Sounds a lot like our conditions here. That makes sense since a lot of our weather comes from the south up the east coast. It’s been real wet here lately with a lot of rain. Another couple of inches coming today and tomorrow. It was dry and hot here this summer and some areas of the south west tip of Nova Scotia experienced drought conditions with many dry wells and water rationing. This rain will help them somewhat.
 
6 deg F (-14C) overnight. 11F when we went to 11am thanksgiving dinner. Peaked at 15F for 15 minutes and is going down again.

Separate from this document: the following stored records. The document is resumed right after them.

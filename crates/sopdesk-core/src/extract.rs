//! Stored document bytes to plain text.

use std::borrow::Cow;

use crate::error::{Error, Result};

const PDF_MAGIC: &[u8] = b"%PDF-";

/// Page text joined by a single space for PDFs, lossy UTF-8 otherwise.
pub fn document_text(bytes: &[u8]) -> Result<Cow<'_, str>> {
    if !bytes.starts_with(PDF_MAGIC) {
        return Ok(String::from_utf8_lossy(bytes));
    }
    let doc = lopdf::Document::load_mem(bytes).map_err(|e| Error::Decode(format!("pdf: {e}")))?;
    let pages: Vec<u32> = doc.get_pages().into_keys().collect();
    let mut texts = Vec::with_capacity(pages.len());
    for page in &pages {
        let text = doc
            .extract_text(&[*page])
            .map_err(|e| Error::Decode(format!("pdf page {page}: {e}")))?;
        texts.push(text.trim().to_string());
    }
    tracing::debug!(pages = pages.len(), "extracted pdf text");
    Ok(Cow::Owned(texts.join(" ")))
}

#[cfg(test)]
mod tests {
    use super::*;
    use lopdf::content::{Content, Operation};
    use lopdf::{dictionary, Document, Object, Stream};

    fn pdf_with_pages(lines: &[&str]) -> Vec<u8> {
        let mut doc = Document::with_version("1.5");
        let pages_id = doc.new_object_id();
        let font_id = doc.add_object(dictionary! {
            "Type" => "Font",
            "Subtype" => "Type1",
            "BaseFont" => "Courier",
            "Encoding" => "WinAnsiEncoding",
        });
        let resources_id = doc.add_object(dictionary! {
            "Font" => dictionary! { "F1" => font_id },
        });

        let mut kids: Vec<Object> = Vec::new();
        for line in lines {
            let content = Content {
                operations: vec![
                    Operation::new("BT", vec![]),
                    Operation::new("Tf", vec!["F1".into(), 12.into()]),
                    Operation::new("Td", vec![72.into(), 720.into()]),
                    Operation::new("Tj", vec![Object::string_literal(*line)]),
                    Operation::new("ET", vec![]),
                ],
            };
            let content_id = doc.add_object(Stream::new(dictionary! {}, content.encode().unwrap()));
            let page_id = doc.add_object(dictionary! {
                "Type" => "Page",
                "Parent" => pages_id,
                "Contents" => content_id,
                "Resources" => resources_id,
                "MediaBox" => vec![0.into(), 0.into(), 595.into(), 842.into()],
            });
            kids.push(page_id.into());
        }

        let count = kids.len() as i64;
        doc.objects.insert(
            pages_id,
            Object::Dictionary(dictionary! { "Type" => "Pages", "Kids" => kids, "Count" => count }),
        );
        let catalog_id = doc.add_object(dictionary! { "Type" => "Catalog", "Pages" => pages_id });
        doc.trailer.set("Root", catalog_id);

        let mut bytes = Vec::new();
        doc.save_to(&mut bytes).unwrap();
        bytes
    }

    #[test]
    fn pdf_pages_are_extracted_in_order() {
        let bytes = pdf_with_pages(&["Refunds take five business days", "Call the warehouse first"]);
        let text = document_text(&bytes).unwrap();

        assert!(!text.starts_with("%PDF"));
        let refunds = text.find("Refunds take five business days").expect("first page text");
        let warehouse = text.find("Call the warehouse first").expect("second page text");
        assert!(refunds < warehouse);
    }

    #[test]
    fn plain_text_passes_through_unchanged() {
        let text = document_text(b"Returns must be filed within 30 days.").unwrap();
        assert!(matches!(text, Cow::Borrowed(_)));
        assert_eq!(text, "Returns must be filed within 30 days.");
    }

    #[test]
    fn truncated_pdf_is_a_decode_error() {
        let err = document_text(b"%PDF-1.5\n1 0 obj\n<<").unwrap_err();
        assert_eq!(err.kind(), "decode");
    }
}
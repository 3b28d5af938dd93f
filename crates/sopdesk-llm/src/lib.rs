//! Embedding and text-generation providers.
//!
//! `OpenAiEmbedder`/`OpenAiGenerator` talk to any OpenAI-compatible HTTP API.
//! `HashEmbedder` is a deterministic offline stand-in for development and
//! tests; select it with `embedding.provider = "hash"` or
//! `APP_EMBEDDING__PROVIDER=hash`.

pub mod hash;
pub mod openai;

use std::sync::Arc;

use sopdesk_core::config::{EmbeddingProviderKind, EmbeddingSettings, GenerationSettings};
use sopdesk_core::traits::{Embedder, Generator};
use sopdesk_core::Result;

pub use hash::HashEmbedder;
pub use openai::{OpenAiEmbedder, OpenAiGenerator};

/// Build the embedder selected by configuration.
pub fn build_embedder(settings: &EmbeddingSettings) -> Result<Arc<dyn Embedder>> {
    match settings.provider {
        EmbeddingProviderKind::Hash => {
            tracing::info!(dim = settings.dim, "using hashing embedder");
            Ok(Arc::new(HashEmbedder::new(settings.dim)))
        }
        EmbeddingProviderKind::Openai => Ok(Arc::new(OpenAiEmbedder::from_settings(settings)?)),
    }
}

pub fn build_generator(settings: &GenerationSettings) -> Result<Arc<dyn Generator>> {
    Ok(Arc::new(OpenAiGenerator::from_settings(settings)?))
}
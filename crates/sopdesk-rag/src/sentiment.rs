//! Thread sentiment/urgency classification. One prompt per thread, no retrieval.

use std::sync::Arc;

use chrono::{DateTime, Duration, Utc};

use sopdesk_core::config::SentimentSettings;
use sopdesk_core::parser::parse_sentiment_label;
use sopdesk_core::traits::{EmailThreadStore, Generator, SentimentStore};
use sopdesk_core::types::{EmailThread, Sentiment, SentimentRecord, ThreadId};
use sopdesk_core::{Error, Result};

use crate::prompts;

#[derive(Debug)]
pub enum ThreadSentimentOutcome {
    Updated { thread_id: ThreadId, sentiment: Sentiment },
    /// Classified recently enough, or nothing to classify.
    Skipped { thread_id: ThreadId },
    Failed { thread_id: ThreadId, error: Error },
}

pub struct SentimentClassifier {
    generator: Arc<dyn Generator>,
    fallback: Option<Sentiment>,
    refresh_after: Duration,
}

impl SentimentClassifier {
    pub fn new(generator: Arc<dyn Generator>, settings: &SentimentSettings) -> Result<Self> {
        let refresh_after = Duration::try_minutes(settings.refresh_after_mins)
            .filter(|d| *d >= Duration::zero())
            .ok_or_else(|| {
                Error::InvalidConfig(format!(
                    "sentiment.refresh_after_mins out of range: {}",
                    settings.refresh_after_mins
                ))
            })?;
        Ok(Self { generator, fallback: settings.fallback, refresh_after })
    }

    /// An unrecognised label resolves to the configured fallback, or fails
    /// with `ParseError::UnknownSentiment` when there is none.
    pub async fn classify(&self, thread: &EmailThread) -> Result<Sentiment> {
        let prompt = prompts::sentiment_prompt(&prompts::format_discussion(thread));
        let raw = self.generator.generate(&prompt).await?;
        match parse_sentiment_label(&raw) {
            Ok(sentiment) => Ok(sentiment),
            Err(e) => match self.fallback {
                Some(fallback) => {
                    tracing::warn!(thread_id = %thread.id, label = raw.trim(), %fallback, "unrecognised sentiment label");
                    Ok(fallback)
                }
                None => Err(Error::Parse(e)),
            },
        }
    }

    /// Reclassify unless the stored sentiment is younger than the refresh
    /// window. `None` means the thread was skipped.
    pub async fn refresh_thread_sentiment(
        &self,
        thread: &EmailThread,
        store: &dyn SentimentStore,
        now: DateTime<Utc>,
    ) -> Result<Option<SentimentRecord>> {
        if thread.messages.is_empty() {
            return Ok(None);
        }
        if let Some(existing) = store.latest(&thread.id).await? {
            if now - existing.updated_at < self.refresh_after {
                tracing::debug!(thread_id = %thread.id, "sentiment is recent; skipping");
                return Ok(None);
            }
        }
        let sentiment = self.classify(thread).await?;
        let record = SentimentRecord { thread_id: thread.id.clone(), sentiment, updated_at: now };
        store.record(&record).await?;
        tracing::info!(thread_id = %thread.id, %sentiment, "sentiment updated");
        Ok(Some(record))
    }

    /// Refresh every thread; one thread's failure does not stop the others.
    pub async fn refresh_all(
        &self,
        threads: &dyn EmailThreadStore,
        store: &dyn SentimentStore,
    ) -> Result<Vec<ThreadSentimentOutcome>> {
        let now = Utc::now();
        let mut outcomes = Vec::new();
        for thread in threads.list_threads().await? {
            let thread_id = thread.id.clone();
            let outcome = match self.refresh_thread_sentiment(&thread, store, now).await {
                Ok(Some(record)) => ThreadSentimentOutcome::Updated { thread_id, sentiment: record.sentiment },
                Ok(None) => ThreadSentimentOutcome::Skipped { thread_id },
                Err(error) => {
                    tracing::warn!(thread_id = %thread_id, %error, "sentiment refresh failed");
                    ThreadSentimentOutcome::Failed { thread_id, error }
                }
            };
            outcomes.push(outcome);
        }
        Ok(outcomes)
    }
}
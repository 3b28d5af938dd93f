//! Prompt templates sent to the text generator.

use std::fmt::Write as _;

use sopdesk_core::types::{CoverageType, EmailThread, SearchHit};

const NO_EXCERPTS: &str = "(no relevant SOP excerpts were found)";

fn excerpts(hits: &[SearchHit]) -> String {
    if hits.is_empty() {
        return NO_EXCERPTS.to_string();
    }
    let mut out = String::new();
    for (i, hit) in hits.iter().enumerate() {
        let _ = writeln!(out, "[{}] {}\n", i + 1, hit.text.trim());
    }
    out.trim_end().to_string()
}

/// Asks for exactly one JSON object `{coverage_type, reason}` judging how much
/// of `question` the excerpts answer.
pub fn coverage_prompt(question: &str, hits: &[SearchHit]) -> String {
    let labels = CoverageType::ALL.iter().map(|c| c.as_str()).collect::<Vec<_>>().join(", ");
    format!(
        r#"You are an assistant checking SOP compliance.
Using only the SOP excerpts below, evaluate how much of the following question is covered by the SOP and give a detailed reason for your assessment.

SOP excerpts:
{excerpts}

Inquiry: "{question}"

Pick exactly one coverage type from: {labels}.
- If it's Fully Covered, explain why.
- If it's Partially Covered, mention what's missing.
- If it's Ambiguously Covered, explain the gaps.
- If it's Not Covered, mention why the question is out of context.

Respond with exactly one JSON object in this format and nothing else:
{{"coverage_type": "<coverage type>", "reason": "<reason for the coverage type>"}}"#,
        excerpts = excerpts(hits),
        question = question.trim(),
    )
}

/// Formal support reply grounded in the excerpts, signed as `sign_off`.
pub fn support_reply_prompt(subject: &str, body: &str, sender_name: &str, hits: &[SearchHit], sign_off: &str) -> String {
    format!(
        r#"You are a helpful assistant that writes responses based on company SOP guidelines.
The query is an email with the subject: "{subject}".
Below is the email discussion asking about a specific process related to the company SOP.
Write a formal and professional response to this email, addressing each point appropriately.

Relevant SOP excerpts:
{excerpts}

Email sender name: {sender_name}
Email discussion: {body}

Refer to the procedures in the SOP excerpts above and give a comprehensive response, including step-by-step guidelines, documentation and any relevant timelines.
Refer to yourself as {sign_off} at the end of the mail. Don't add a subject line to the response."#,
        subject = subject.trim(),
        excerpts = excerpts(hits),
        sender_name = sender_name.trim(),
        body = body.trim(),
        sign_off = sign_off,
    )
}

pub fn sentiment_prompt(discussion: &str) -> String {
    format!(
        r#"I will provide an email discussion thread between a customer and a customer support team for a supply chain company.
Based on the conversation, categorize the sentiment and urgency of the thread using the following categories:
1. Critical: high urgency, negative sentiment or frustration. These emails require immediate action or resolution.
2. Needs attention: moderate urgency or concern, such as complaints, requests for clarification or unresolved issues. They may require follow-up but are not as pressing as critical emails.
3. Neutral: purely informational, with no immediate request or concern, or expressing satisfaction, appreciation or positive feedback.
The customer might write sarcastically; make sure to understand them.

Return only the category (Critical, Needs attention, Neutral) and nothing else.

Discussion:
{discussion}"#
    )
}

/// `From:`/`Date:`/`Content:` blocks, oldest message first.
pub fn format_discussion(thread: &EmailThread) -> String {
    let mut messages: Vec<_> = thread.messages.iter().collect();
    // messages without a timestamp keep their stored position at the front
    messages.sort_by_key(|m| m.received_at);
    let mut out = String::new();
    for m in messages {
        let date = m
            .received_at
            .map(|d| d.format("%B %d, %Y %I:%M %p").to_string())
            .unwrap_or_else(|| "unknown".to_string());
        let _ = write!(out, "From: {}\nDate: {}\nContent: {}\n\n", m.sender_email, date, m.content.trim());
    }
    out
}
//! Document → chunks → embeddings → `VectorIndex`.
//!
//! Chunks are embedded in batches of `batch_size`, with at most
//! `max_in_flight` provider calls outstanding. Batches are reassembled in
//! chunk order, and any provider failure fails the whole build: a partial
//! index would under-report coverage.

use std::collections::HashMap;
use std::sync::Arc;
use std::time::Instant;

use futures::{StreamExt, TryStreamExt};

use sopdesk_core::chunker::TextChunker;
use sopdesk_core::config::Settings;
use sopdesk_core::traits::{DocumentStore, Embedder};
use sopdesk_core::types::{DistanceMetric, Document};
use sopdesk_core::{Error, Result};

use crate::cache::{content_hash, CacheEntry, EmbeddingCache};
use crate::index::VectorIndex;

pub struct IndexBuilder {
    embedder: Arc<dyn Embedder>,
    chunker: TextChunker,
    metric: DistanceMetric,
    batch_size: usize,
    max_in_flight: usize,
    cache: Option<Arc<dyn EmbeddingCache>>,
}

impl IndexBuilder {
    pub fn new(embedder: Arc<dyn Embedder>, chunker: TextChunker) -> Self {
        Self { embedder, chunker, metric: DistanceMetric::L2, batch_size: 64, max_in_flight: 4, cache: None }
    }

    pub fn from_settings(settings: &Settings, embedder: Arc<dyn Embedder>) -> Result<Self> {
        let chunker = TextChunker::new(settings.chunking.clone())?;
        Ok(Self::new(embedder, chunker)
            .with_metric(settings.embedding.metric)
            .with_batching(settings.embedding.batch_size, settings.embedding.max_in_flight))
    }

    pub fn with_metric(mut self, metric: DistanceMetric) -> Self {
        self.metric = metric;
        self
    }

    pub fn with_batching(mut self, batch_size: usize, max_in_flight: usize) -> Self {
        self.batch_size = batch_size.max(1);
        self.max_in_flight = max_in_flight.max(1);
        self
    }

    pub fn with_cache(mut self, cache: Arc<dyn EmbeddingCache>) -> Self {
        self.cache = Some(cache);
        self
    }

    pub fn chunker(&self) -> &TextChunker {
        &self.chunker
    }

    /// Fetch a stored document and index it. `Error::NotFound` if it is missing.
    pub async fn build_index(&self, documents: &dyn DocumentStore, document_id: &str) -> Result<VectorIndex> {
        let content = documents.get_content(document_id).await?;
        let document = Document::new(document_id, content);
        self.build_from_text(document_id, &document.text()?).await
    }

    pub async fn build_from_text(&self, document_id: &str, text: &str) -> Result<VectorIndex> {
        let started = Instant::now();
        let chunks = self.chunker.chunk_document(document_id, text);
        if chunks.is_empty() {
            tracing::info!(document_id, "document has no text; index is empty");
            return Ok(VectorIndex::empty(self.metric));
        }

        let texts: Vec<String> = chunks.iter().map(|c| c.text.clone()).collect();
        let vectors = self.embed_chunks(&texts).await?;
        let index = VectorIndex::from_chunks(self.metric, chunks, vectors)?;
        tracing::info!(
            document_id,
            chunks = index.len(),
            elapsed_ms = started.elapsed().as_millis() as u64,
            "vector index built"
        );
        Ok(index)
    }

    /// One vector per input text, in input order, or an error.
    pub async fn embed_chunks(&self, texts: &[String]) -> Result<Vec<Vec<f32>>> {
        let dim = self.embedder.dim();
        let embedder_id = self.embedder.embedder_id().to_string();
        let hashes: Vec<String> = texts.iter().map(|t| content_hash(t)).collect();

        let cached = self.cache_lookup(&embedder_id, &hashes, dim).await;
        let miss_indices: Vec<usize> = (0..texts.len()).filter(|i| !cached.contains_key(&hashes[*i])).collect();
        tracing::debug!(total = texts.len(), cached = texts.len() - miss_indices.len(), "embedding chunks");

        let miss_texts: Vec<String> = miss_indices.iter().map(|&i| texts[i].clone()).collect();
        let batches: Vec<Vec<String>> = miss_texts.chunks(self.batch_size).map(|b| b.to_vec()).collect();
        let embedded: Vec<Vec<Vec<f32>>> = futures::stream::iter(batches)
            .map(|batch| {
                let embedder = Arc::clone(&self.embedder);
                async move {
                    let vectors = embedder.embed_batch(&batch).await?;
                    check_batch(&batch, &vectors, dim)?;
                    Ok::<_, Error>(vectors)
                }
            })
            .buffered(self.max_in_flight)
            .try_collect()
            .await?;
        let fresh: Vec<Vec<f32>> = embedded.into_iter().flatten().collect();

        let mut vectors: Vec<Option<Vec<f32>>> = hashes.iter().map(|h| cached.get(h).cloned()).collect();
        let mut new_entries = Vec::with_capacity(fresh.len());
        for (&i, vector) in miss_indices.iter().zip(fresh) {
            new_entries.push(CacheEntry {
                content_hash: hashes[i].clone(),
                embedder_id: embedder_id.clone(),
                vector: vector.clone(),
            });
            vectors[i] = Some(vector);
        }
        self.cache_store(&new_entries).await;

        vectors
            .into_iter()
            .enumerate()
            .map(|(i, v)| v.ok_or_else(|| Error::Provider(format!("no embedding produced for chunk {i}"))))
            .collect()
    }

    async fn cache_lookup(&self, embedder_id: &str, hashes: &[String], dim: usize) -> HashMap<String, Vec<f32>> {
        let Some(cache) = &self.cache else { return HashMap::new() };
        match cache.get_many(embedder_id, hashes).await {
            Ok(mut found) => {
                found.retain(|_, v| v.len() == dim);
                found
            }
            Err(e) => {
                tracing::warn!(error = %e, "embedding cache lookup failed; embedding every chunk");
                HashMap::new()
            }
        }
    }

    async fn cache_store(&self, entries: &[CacheEntry]) {
        let Some(cache) = &self.cache else { return };
        if entries.is_empty() {
            return;
        }
        if let Err(e) = cache.put_many(entries).await {
            tracing::warn!(error = %e, entries = entries.len(), "embedding cache write failed");
        }
    }
}

fn check_batch(batch: &[String], vectors: &[Vec<f32>], dim: usize) -> Result<()> {
    if vectors.len() != batch.len() {
        return Err(Error::Provider(format!(
            "embedder returned {} vectors for {} inputs",
            vectors.len(),
            batch.len()
        )));
    }
    if let Some(v) = vectors.iter().find(|v| v.len() != dim) {
        return Err(Error::Provider(format!("dim mismatch: got {} expected {}", v.len(), dim)));
    }
    Ok(())
}
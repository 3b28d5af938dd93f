//! JSON-on-disk store rooted at `storage.data_dir`.
//!
//! ```text
//! <root>/documents/<id>.<ext>   raw document bytes, id = file stem
//! <root>/faqs.json              [{ "id", "question" }]
//! <root>/threads.json           [EmailThread]
//! <root>/verdicts.json          [CoverageVerdict], one per (faq_id, document_id)
//! <root>/sentiments.json        [SentimentRecord], one per thread
//! ```
//!
//! Writes go to a temp file in `<root>` which is then renamed over the
//! target, so readers never see a half-written file.

use std::io::Write;
use std::path::{Path, PathBuf};

use async_trait::async_trait;
use serde::de::DeserializeOwned;
use serde::Serialize;
use tokio::sync::Mutex;
use walkdir::WalkDir;

use sopdesk_core::traits::{DocumentStore, EmailThreadStore, FaqStore, SentimentStore, VerdictStore};
use sopdesk_core::types::{CoverageVerdict, EmailThread, Faq, SentimentRecord};
use sopdesk_core::{Error, Result};

use super::memory::upsert_verdict;

const FAQS: &str = "faqs.json";
const THREADS: &str = "threads.json";
const VERDICTS: &str = "verdicts.json";
const SENTIMENTS: &str = "sentiments.json";

pub struct FsStore {
    root: PathBuf,
    // serialises read-modify-write of the JSON files
    write_lock: Mutex<()>,
}

impl FsStore {
    pub fn new(root: impl Into<PathBuf>) -> Self {
        Self { root: root.into(), write_lock: Mutex::new(()) }
    }

    pub fn root(&self) -> &Path {
        &self.root
    }

    pub fn documents_dir(&self) -> PathBuf {
        self.root.join("documents")
    }

    /// Ids of every stored document, sorted.
    pub async fn list_documents(&self) -> Result<Vec<String>> {
        let dir = self.documents_dir();
        blocking(move || {
            let mut ids: Vec<String> = document_files(&dir).into_iter().map(|(id, _)| id).collect();
            ids.sort();
            ids.dedup();
            Ok(ids)
        })
        .await
    }

    /// All verdicts currently on disk.
    pub async fn verdicts(&self) -> Result<Vec<CoverageVerdict>> {
        self.read_list(VERDICTS).await
    }

    async fn read_list<T>(&self, name: &str) -> Result<Vec<T>>
    where
        T: DeserializeOwned + Send + 'static,
    {
        let path = self.root.join(name);
        blocking(move || read_json_list(&path)).await
    }

    async fn write_list<T>(&self, name: &str, items: Vec<T>) -> Result<()>
    where
        T: Serialize + Send + 'static,
    {
        let root = self.root.clone();
        let name = name.to_string();
        blocking(move || write_json_atomic(&root, &name, &items)).await
    }
}

fn document_files(dir: &Path) -> Vec<(String, PathBuf)> {
    WalkDir::new(dir)
        .max_depth(1)
        .into_iter()
        .filter_map(|e| e.ok())
        .filter(|e| e.file_type().is_file())
        .filter_map(|e| {
            let stem = e.path().file_stem()?.to_str()?.to_string();
            Some((stem, e.into_path()))
        })
        .collect()
}

/// A missing file is an empty list.
fn read_json_list<T: DeserializeOwned>(path: &Path) -> Result<Vec<T>> {
    let bytes = match std::fs::read(path) {
        Ok(bytes) => bytes,
        Err(e) if e.kind() == std::io::ErrorKind::NotFound => return Ok(Vec::new()),
        Err(e) => return Err(Error::Storage(format!("{}: {e}", path.display()))),
    };
    serde_json::from_slice(&bytes).map_err(|e| Error::Storage(format!("{}: {e}", path.display())))
}

fn write_json_atomic<T: Serialize>(root: &Path, name: &str, value: &T) -> Result<()> {
    std::fs::create_dir_all(root).map_err(Error::storage)?;
    let mut tmp = tempfile::NamedTempFile::new_in(root).map_err(Error::storage)?;
    serde_json::to_writer_pretty(&mut tmp, value).map_err(Error::storage)?;
    tmp.write_all(b"\n").map_err(Error::storage)?;
    tmp.as_file().sync_all().map_err(Error::storage)?;
    tmp.persist(root.join(name)).map_err(|e| Error::storage(e.error))?;
    Ok(())
}

async fn blocking<T, F>(f: F) -> Result<T>
where
    F: FnOnce() -> Result<T> + Send + 'static,
    T: Send + 'static,
{
    tokio::task::spawn_blocking(f).await.map_err(Error::storage)?
}

#[async_trait]
impl DocumentStore for FsStore {
    async fn get_content(&self, document_id: &str) -> Result<Vec<u8>> {
        let dir = self.documents_dir();
        let id = document_id.to_string();
        blocking(move || {
            let mut matches: Vec<PathBuf> =
                document_files(&dir).into_iter().filter(|(stem, _)| *stem == id).map(|(_, p)| p).collect();
            matches.sort();
            let path = matches.into_iter().next().ok_or_else(|| Error::NotFound(format!("document {id}")))?;
            tracing::debug!(document_id = %id, path = %path.display(), "reading document");
            std::fs::read(&path).map_err(|e| Error::Storage(format!("{}: {e}", path.display())))
        })
        .await
    }
}

#[async_trait]
impl FaqStore for FsStore {
    async fn list(&self) -> Result<Vec<Faq>> {
        self.read_list(FAQS).await
    }
}

#[async_trait]
impl VerdictStore for FsStore {
    async fn save(&self, verdict: &CoverageVerdict) -> Result<()> {
        let _guard = self.write_lock.lock().await;
        let mut verdicts: Vec<CoverageVerdict> = self.read_list(VERDICTS).await?;
        upsert_verdict(&mut verdicts, verdict.clone());
        self.write_list(VERDICTS, verdicts).await
    }
}

#[async_trait]
impl EmailThreadStore for FsStore {
    async fn get_thread(&self, thread_id: &str) -> Result<EmailThread> {
        self.list_threads()
            .await?
            .into_iter()
            .find(|t| t.id == thread_id)
            .ok_or_else(|| Error::NotFound(format!("thread {thread_id}")))
    }

    async fn list_threads(&self) -> Result<Vec<EmailThread>> {
        self.read_list(THREADS).await
    }
}

#[async_trait]
impl SentimentStore for FsStore {
    async fn latest(&self, thread_id: &str) -> Result<Option<SentimentRecord>> {
        let records: Vec<SentimentRecord> = self.read_list(SENTIMENTS).await?;
        Ok(records.into_iter().find(|r| r.thread_id == thread_id))
    }

    async fn record(&self, record: &SentimentRecord) -> Result<()> {
        let _guard = self.write_lock.lock().await;
        let mut records: Vec<SentimentRecord> = self.read_list(SENTIMENTS).await?;
        match records.iter_mut().find(|r| r.thread_id == record.thread_id) {
            Some(existing) => *existing = record.clone(),
            None => records.push(record.clone()),
        }
        self.write_list(SENTIMENTS, records).await
    }
}
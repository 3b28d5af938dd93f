use std::sync::Arc;

use sopdesk_core::traits::{EmailThreadStore, Generator};
use sopdesk_core::types::{EmailThread, SearchHit};
use sopdesk_core::{Error, Result};
use sopdesk_vector::VectorIndex;

use crate::prompts;
use crate::retriever::Retriever;

/// An inbound support email to answer.
#[derive(Debug, Clone, PartialEq, Eq)]
pub struct EmailRequest {
    pub subject: String,
    pub body: String,
    pub sender_name: String,
}

impl EmailRequest {
    /// Topic as subject, full discussion as body, latest customer as sender.
    pub fn from_thread(thread: &EmailThread) -> Result<Self> {
        let sender = thread
            .messages
            .iter()
            .filter(|m| !m.from_support)
            .max_by_key(|m| m.received_at)
            .or_else(|| thread.messages.first())
            .ok_or_else(|| Error::NotFound(format!("thread {} has no messages", thread.id)))?;
        Ok(Self {
            subject: thread.topic.clone(),
            body: prompts::format_discussion(thread),
            sender_name: sender.sender_name.clone(),
        })
    }
}

/// Retrieval plus generation. Owns the prompt templates' runtime inputs.
pub struct AnswerGenerator {
    retriever: Retriever,
    generator: Arc<dyn Generator>,
    sign_off: String,
}

impl AnswerGenerator {
    pub fn new(retriever: Retriever, generator: Arc<dyn Generator>, sign_off: impl Into<String>) -> Self {
        Self { retriever, generator, sign_off: sign_off.into() }
    }

    pub fn retriever(&self) -> &Retriever {
        &self.retriever
    }

    /// Raw generator output; failures come back as `Error::Generation`.
    pub async fn generate(&self, prompt: &str) -> Result<String> {
        self.generator.generate(prompt).await
    }

    pub async fn coverage_answer(&self, question: &str, hits: &[SearchHit]) -> Result<String> {
        self.generate(&prompts::coverage_prompt(question, hits)).await
    }

    pub async fn answer_email(&self, request: &EmailRequest, index: &VectorIndex) -> Result<String> {
        let query = format!("{}\n{}", request.subject, request.body);
        let hits = self.retriever.retrieve(index, &query).await?;
        tracing::debug!(hits = hits.len(), subject = %request.subject, "answering support email");
        let prompt =
            prompts::support_reply_prompt(&request.subject, &request.body, &request.sender_name, &hits, &self.sign_off);
        let reply = self.generate(&prompt).await?;
        Ok(reply.trim().to_string())
    }

    pub async fn answer_thread(
        &self,
        threads: &dyn EmailThreadStore,
        thread_id: &str,
        index: &VectorIndex,
    ) -> Result<String> {
        let thread = threads.get_thread(thread_id).await?;
        let request = EmailRequest::from_thread(&thread)?;
        self.answer_email(&request, index).await
    }
}
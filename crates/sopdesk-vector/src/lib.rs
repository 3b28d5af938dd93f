//! In-memory nearest-neighbour index over document chunks, the pipeline that
//! builds it from a stored document, and an optional content-hash embedding
//! cache.
//!
//! The index is rebuilt from scratch on every run and only becomes visible
//! once every chunk has been embedded.

pub mod cache;
pub mod index;
pub mod index_build;
#[cfg(feature = "lance-cache")]
pub mod lance_cache;

pub use cache::{content_hash, CacheEntry, EmbeddingCache, MemoryEmbeddingCache};
pub use index::VectorIndex;
pub use index_build::IndexBuilder;
#[cfg(feature = "lance-cache")]
pub use lance_cache::LanceEmbeddingCache;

Balmy Boston may be a degree hotter?

Funny you should mention that, PRR. I was going to post that this morning when we got up it was 9F with -7F wind chill. Not too far south of you. Yes indeed, folks, it's COLD out right now. And at 9pm Thanksgiving day (11/22/18) it's 11F. WTF? It's still only November!

Carl
 
Yeah, weather “patterns” are funny that way, and I doubt Gaia gives a turkey and cranberry sauce sandwich about our complaints. She’s literally got nothing but time on her hands and will certainly survive the next several extinction class events with as equal aplomb as the others of which we think we understand the causes and timelines.

Hear that - is that high order harmonics of gravitational waves rippling through our collective consciousness, or just the Universe laffing?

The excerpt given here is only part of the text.